Ataluren improves ambulation in nonsense mutation DMD

Treatment with ataluren improves ambulatory function, as assessed by the 6-minute walk distance (6MWD) test, among boys with nonsense mutation Duchenne muscular dystrophy (nmDMD), according to the subgroup analysis of Study 041 trial presented at AAN 2023.

“DMD is one of the most prevalent muscular dystrophies affecting about 1 in 3,500 to 1 in 5,000 male live births,” said Dr Jeffrey Statland from the University of Kansas Medical Center in Kansas City, Kansas, US, who presented the study. “It is due to loss of function mutations in the DMD gene leading to a loss of dystrophin, which then leads to progressive weakness, loss of ambulation, and loss of upper extremity function.”

“Ataluren was one of our first molecularly targeted therapies designed to increase dystrophin,” he added.

The current analysis included 360 boys aged ≥5 years with nmDMD who were on a stable corticosteroid regimen for ≥12 months and had a 6MWD of ≥150 metres (m) at baseline. Participants were randomized in a 1:1 ratio to receive either ataluren or placebo for 72 weeks, followed by a 72-week open-label treatment. [AAN 2023, abstract PL5.001]

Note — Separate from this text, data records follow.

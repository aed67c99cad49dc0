use std::collections::BTreeMap;

use crate::Labels;

/// Entry returned by the runtime's container listing.
#[derive(Debug, Clone, PartialEq, Eq)]
pub struct ContainerSummary {
    pub id: String,
}

impl ContainerSummary {
    pub fn new(id: impl Into<String>) -> Self {
        Self { id: id.into() }
    }
}

/// Address assigned to a container on one network.
#[derive(Debug, Clone, PartialEq, Eq, Default)]
pub struct ContainerNetwork {
    pub ip_address: String,
}

/// Metadata snapshot of one running container.
///
/// `labels` and `networks` are `None` when the runtime reported no map at all,
/// which is distinct from an empty map: the extractor treats the two cases differently.
#[derive(Debug, Clone, PartialEq, Eq, Default)]
pub struct ContainerInspection {
    /// Runtime name, usually with a leading `/`.
    pub name: String,
    /// Configured hostname (`Config.Hostname`).
    pub hostname: String,
    pub labels: Option<Labels>,
    /// Networks keyed by network name.
    pub networks: Option<BTreeMap<String, ContainerNetwork>>,
}

impl ContainerInspection {
    pub fn new(name: impl Into<String>, hostname: impl Into<String>) -> Self {
        Self {
            name: name.into(),
            hostname: hostname.into(),
            labels: None,
            networks: None,
        }
    }

    /// Attach a label, creating the label map on first use.
    pub fn with_label(mut self, key: impl Into<String>, value: impl Into<String>) -> Self {
        self.labels
            .get_or_insert_with(Labels::new)
            .insert(key.into(), value.into());
        self
    }

    /// Attach a network, creating the network map on first use.
    pub fn with_network(mut self, name: impl Into<String>, ip: impl Into<String>) -> Self {
        self.networks.get_or_insert_with(BTreeMap::new).insert(
            name.into(),
            ContainerNetwork {
                ip_address: ip.into(),
            },
        );
        self
    }

    /// Name with the runtime's leading `/` removed.
    pub fn container_name(&self) -> &str {
        self.name.strip_prefix('/').unwrap_or(&self.name)
    }

    /// Look up a configuration label.
    pub fn label(&self, key: &str) -> Option<&str> {
        self.labels.as_ref()?.get(key).map(String::as_str)
    }
}
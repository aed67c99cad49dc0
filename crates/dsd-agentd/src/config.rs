use anyhow::{Context, Result};
use dsd_discover::DiscoverConfig;
use dsd_observe::{LoggerConfig, LoggerFormat, LoggerLevel};

pub const ENV_LOG_LEVEL: &str = "LOG_LEVEL";
pub const ENV_LOG_FORMAT: &str = "LOG_FORMAT";

/// Everything the daemon reads from its environment, resolved once at startup.
#[derive(Debug, Clone)]
pub struct AgentConfig {
    pub logger: LoggerConfig,
    pub discover: DiscoverConfig,
}

impl AgentConfig {
    pub fn from_env() -> Result<Self> {
        Self::from_lookup(|key| std::env::var(key).ok())
    }

    pub fn from_lookup<F>(lookup: F) -> Result<Self>
    where
        F: Fn(&str) -> Option<String>,
    {
        // Blank values (e.g. compose `LOG_LEVEL=${LOG_LEVEL}`) mean "unset".
        let non_blank = |key: &str| lookup(key).filter(|v| !v.trim().is_empty());

        let mut logger = LoggerConfig::default();
        if let Some(level) = non_blank(ENV_LOG_LEVEL) {
            logger.level = LoggerLevel::new(&level).context("LOG_LEVEL")?;
        }
        if let Some(format) = non_blank(ENV_LOG_FORMAT) {
            logger.format = format.parse::<LoggerFormat>().context("LOG_FORMAT")?;
        }
        let discover = DiscoverConfig::from_lookup(&lookup).context("discovery configuration")?;

        Ok(Self { logger, discover })
    }
}
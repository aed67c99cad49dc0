use thiserror::Error;

#[derive(Debug, Error)]
pub enum LoggerError {
    #[error("unknown LOG_FORMAT {0:?}, expected text, json or journald")]
    InvalidFormat(String),
    #[error("LOG_FORMAT=journald needs Linux and the `journald` feature")]
    JournaldNotSupported,
    #[error("a global tracing subscriber is already installed")]
    AlreadyInitialized,
    #[error("cannot install tracing subscriber: {0}")]
    InitializationFailed(String),
    #[error("unknown LOG_LEVEL {0:?}, expected off|error|warn|info|debug|trace or an EnvFilter directive")]
    InvalidLogLevel(String),
}
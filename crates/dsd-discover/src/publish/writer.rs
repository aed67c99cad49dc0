use std::ffi::OsString;
use std::path::{Path, PathBuf};

use dsd_model::DiscoveryDocument;
use tokio::fs;
use tokio::io::AsyncWriteExt;
use tracing::{debug, warn};

use crate::errors::DiscoverError;

const TMP_SUFFIX: &str = ".new";

/// Replaces the discovery file through a sibling temp file and a rename.
///
/// Readers of `path` only ever see a complete previous or complete new document.
#[derive(Debug, Clone)]
pub struct TargetFileWriter {
    path: PathBuf,
    tmp: PathBuf,
}

impl TargetFileWriter {
    pub fn new(path: impl Into<PathBuf>) -> Self {
        let path = path.into();
        let mut tmp = OsString::from(path.as_os_str());
        tmp.push(TMP_SUFFIX);
        Self {
            tmp: PathBuf::from(tmp),
            path,
        }
    }

    pub fn path(&self) -> &Path {
        &self.path
    }

    pub fn tmp_path(&self) -> &Path {
        &self.tmp
    }

    pub async fn write(&self, doc: &DiscoveryDocument) -> Result<(), DiscoverError> {
        let bytes = doc.to_pretty_json()?;

        if let Err(e) = self.write_tmp(&bytes).await {
            self.discard_tmp().await;
            return Err(e);
        }
        if let Err(e) = fs::rename(&self.tmp, &self.path).await {
            self.discard_tmp().await;
            return Err(DiscoverError::io(&self.path, e));
        }

        debug!(path = %self.path.display(), bytes = bytes.len(), "discovery file replaced");
        Ok(())
    }

    async fn write_tmp(&self, bytes: &[u8]) -> Result<(), DiscoverError> {
        let io = |e: std::io::Error| DiscoverError::io(&self.tmp, e);

        let mut file = fs::File::create(&self.tmp).await.map_err(io)?;
        file.write_all(bytes).await.map_err(io)?;
        file.sync_all().await.map_err(io)?;
        Ok(())
    }

    async fn discard_tmp(&self) {
        match fs::remove_file(&self.tmp).await {
            Ok(()) => {}
            Err(e) if e.kind() == std::io::ErrorKind::NotFound => {}
            Err(e) => warn!(path = %self.tmp.display(), error = %e, "failed to remove temp file"),
        }
    }
}
use time::{UtcOffset, format_description::well_known::Rfc3339};
use tracing_subscriber::{
    EnvFilter, Layer, Registry, fmt, fmt::time::OffsetTime, layer::SubscriberExt,
    util::SubscriberInitExt,
};

use crate::logger::{config::LoggerConfig, error::LoggerError, format::LoggerFormat};

type OutputLayer = Box<dyn Layer<Registry> + Send + Sync + 'static>;

/// Build the output layer for `cfg.format`, filter it by `cfg.level` and install it globally.
pub(crate) fn install(cfg: &LoggerConfig) -> Result<(), LoggerError> {
    let filter = EnvFilter::try_new(cfg.level.as_str())
        .map_err(|_| LoggerError::InvalidLogLevel(cfg.level.to_string()))?;
    let output = output_layer(cfg)?;

    tracing_subscriber::registry()
        .with(output.with_filter(filter))
        .try_init()
        .map_err(as_error)
}

fn output_layer(cfg: &LoggerConfig) -> Result<OutputLayer, LoggerError> {
    match cfg.format {
        LoggerFormat::Text => Ok(fmt::layer()
            .with_ansi(cfg.use_color)
            .with_target(cfg.with_targets)
            .with_timer(local_rfc3339())
            .boxed()),
        LoggerFormat::Json => Ok(fmt::layer()
            .json()
            .with_ansi(false)
            .with_target(cfg.with_targets)
            .with_timer(local_rfc3339())
            .boxed()),
        LoggerFormat::Journald => journald_layer(),
    }
}

/// Local offset when the platform can tell it, UTC otherwise.
fn local_rfc3339() -> OffsetTime<Rfc3339> {
    let offset = UtcOffset::current_local_offset().unwrap_or(UtcOffset::UTC);
    OffsetTime::new(offset, Rfc3339)
}

fn as_error(e: impl std::fmt::Display) -> LoggerError {
    let s = e.to_string();
    if s.contains("SetGlobalDefaultError") || s.contains("global default trace dispatcher") {
        LoggerError::AlreadyInitialized
    } else {
        LoggerError::InitializationFailed(s)
    }
}

#[cfg(all(target_os = "linux", feature = "journald"))]
fn journald_layer() -> Result<OutputLayer, LoggerError> {
    tracing_journald::layer()
        .map(Layer::boxed)
        .map_err(|e| LoggerError::InitializationFailed(format!("journald: {e}")))
}

#[cfg(not(all(target_os = "linux", feature = "journald")))]
fn journald_layer() -> Result<OutputLayer, LoggerError> {
    Err(LoggerError::JournaldNotSupported)
}
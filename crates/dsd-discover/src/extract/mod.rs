mod builder;
mod steps;

pub use builder::TargetBuilder;

use dsd_model::{ContainerInspection, ScrapeTarget};
use tracing::{debug, info};

use crate::config::HostnameMode;
use steps::{Eligibility, STEPS, StepInput, eligibility};

/// Maps one container inspection to at most one scrape target.
#[derive(Debug, Clone, Copy, Default)]
pub struct Extractor {
    mode: HostnameMode,
}

impl Extractor {
    pub fn new(mode: HostnameMode) -> Self {
        Self { mode }
    }

    /// `None` unless the container carries `prometheus-scrape.enabled=true`.
    pub fn convert(&self, container: &ContainerInspection) -> Option<ScrapeTarget> {
        let name = container.container_name();

        match eligibility(container) {
            Eligibility::NoLabels => {
                debug!(container = name, "container has no labels, ignored");
                return None;
            }
            Eligibility::NotLabelled => {
                debug!(container = name, "container has no prometheus-scrape.enabled label, ignored");
                return None;
            }
            Eligibility::Disabled(value) => {
                debug!(container = name, value, "prometheus-scrape.enabled is not \"true\", ignored");
                return None;
            }
            Eligibility::Enabled => {
                info!(container = name, "container is enabled for prometheus");
            }
        }

        let input = StepInput {
            container,
            name,
            mode: self.mode,
        };
        let builder = STEPS
            .iter()
            .fold(TargetBuilder::new(name), |b, step| step(b, &input));

        if let Some(target) = builder.address() {
            info!(container = name, target = %target, "scrape target added");
        }
        builder.build()
    }
}

#[cfg(test)]
mod tests {
    use dsd_model::{
        LABEL_COMPOSE_PROJECT, LABEL_COMPOSE_SERVICE, LABEL_ENABLED, LABEL_JOB_NAME,
        LABEL_METRICS_PATH, LABEL_PORT, LABEL_SCHEME, TargetLabels,
    };

    use super::*;

    fn enabled(name: &str, hostname: &str) -> ContainerInspection {
        ContainerInspection::new(name, hostname).with_label(LABEL_ENABLED, "true")
    }

    #[test]
    fn ineligible_containers_yield_nothing() {
        let ex = Extractor::default();
        assert!(ex.convert(&ContainerInspection::new("/a", "h")).is_none());
        assert!(ex
            .convert(&ContainerInspection::new("/a", "h").with_label("other", "x"))
            .is_none());
        for value in ["false", "TRUE", "1", "", "yes"] {
            let c = ContainerInspection::new("/a", "h").with_label(LABEL_ENABLED, value);
            assert!(ex.convert(&c).is_none(), "value {value:?} must not enable");
        }
    }

    #[test]
    fn minimal_container() {
        let t = Extractor::default().convert(&enabled("/web1", "h1")).unwrap();
        let json = serde_json::to_string(&t).unwrap();
        assert_eq!(
            json,
            r#"{"labels":{"job":"web1","instance":"web1","container_name":"web1"},"targets":["h1:9090"]}"#
        );
    }

    #[test]
    fn compose_container_with_port() {
        let c = enabled("/web1", "h1")
            .with_label(LABEL_PORT, "8080")
            .with_label(LABEL_COMPOSE_SERVICE, "web")
            .with_label(LABEL_COMPOSE_PROJECT, "myapp");
        let t = Extractor::default().convert(&c).unwrap();

        assert_eq!(t.targets(), ["h1:8080"]);
        assert_eq!(t.labels().instance, "myapp_web");
        assert_eq!(t.labels().job, "web1");
        assert_eq!(t.labels().container_name, "web1");
        assert_eq!(t.labels().compose_project.as_deref(), Some("myapp"));
        assert_eq!(t.labels().compose_service.as_deref(), Some("web"));
    }

    #[test]
    fn all_overrides() {
        let c = enabled("/api", "h1")
            .with_label(LABEL_JOB_NAME, "backend")
            .with_label(LABEL_PORT, "not-a-number")
            .with_label(LABEL_SCHEME, "https")
            .with_label(LABEL_METRICS_PATH, "/internal/metrics");
        let t = Extractor::default().convert(&c).unwrap();

        let mut expected = TargetLabels::for_container("api");
        expected.job = "backend".into();
        expected.scheme = Some("https".into());
        expected.metrics_path = Some("/internal/metrics".into());
        assert_eq!(t.labels(), &expected);
        assert_eq!(t.targets(), ["h1:not-a-number"]);
    }

    #[test]
    fn ip_mode_uses_first_network() {
        let c = enabled("/db", "h1")
            .with_label(LABEL_PORT, "9187")
            .with_network("backend", "172.20.0.5")
            .with_network("frontend", "172.21.0.5");
        let t = Extractor::new(HostnameMode::IpOnly).convert(&c).unwrap();
        assert_eq!(t.targets(), ["172.20.0.5:9187"]);
    }

    #[test]
    fn ip_mode_without_networks_publishes_localhost() {
        let mut c = enabled("/db", "h1");
        c.networks = Some(Default::default());
        let t = Extractor::new(HostnameMode::IpOnly).convert(&c).unwrap();
        assert_eq!(t.targets(), ["localhost:9090"]);
    }

    #[test]
    fn exactly_one_target_per_container() {
        let ex = Extractor::new(HostnameMode::IpOnly);
        let c = enabled("/x", "h")
            .with_network("a", "10.0.0.1")
            .with_network("b", "10.0.0.2");
        assert_eq!(ex.convert(&c).unwrap().targets().len(), 1);
    }
}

The intention-to-treat (ITT) population comprised boys who received ≥1 dose of the study treatment. Predefined subgroups included boys with 6MWD of 300–400 m at screening (6MWD 300–400 m subgroup) and those aged ≥7 to ≤16 years with a baseline 6MWD of ≥300 m and a baseline supine-to-stand time of ≥5 seconds (primary analysis subgroup).

Treatment benefit

At week 72, patients treated with ataluren achieved statistically significant improvements in 6MWD from baseline compared with placebo in both the ITT population (-53.0 vs -67.4 m, 14.4 m difference; p=0.0248) and the 6MWD 300–400 m subgroup (-55.8 vs -80.0 m, 24.2 m difference; p=0.0310).

Boys in the ataluren arm had a 21- and 30-percent slower rate of decline in 6MWD for both ITT and 6MWD 300–400 m cohorts, respectively, compared with the placebo group.

In the primary analysis subgroup, ataluren-treated patients had an improvement in 6MWD at week 72 (-81.8 vs -90.1 m for placebo, 8.3 m difference; p=0.3626), although not statistically significant.

“Overall loss of ambulation was a low-frequency event in this study,” said Statland.

Secondary outcomes

Compared with placebo-treated boys, those on ataluren achieved significant improvements in NSAA* total and linear scores in the ITT population.

The same was true in the 6MWD 300–400 m subgroup. Improved NSAA total score was also observed with ataluren vs placebo but was not statistically significant.

There was also a significant improvement in time taken for a 10-m walk/run with ataluren over placebo in both the ITT population and 6MWD 300–400 m cohorts, so was the time to climb four stairs.

“Ataluren was well tolerated without any drug-related serious AEs,” noted Statland.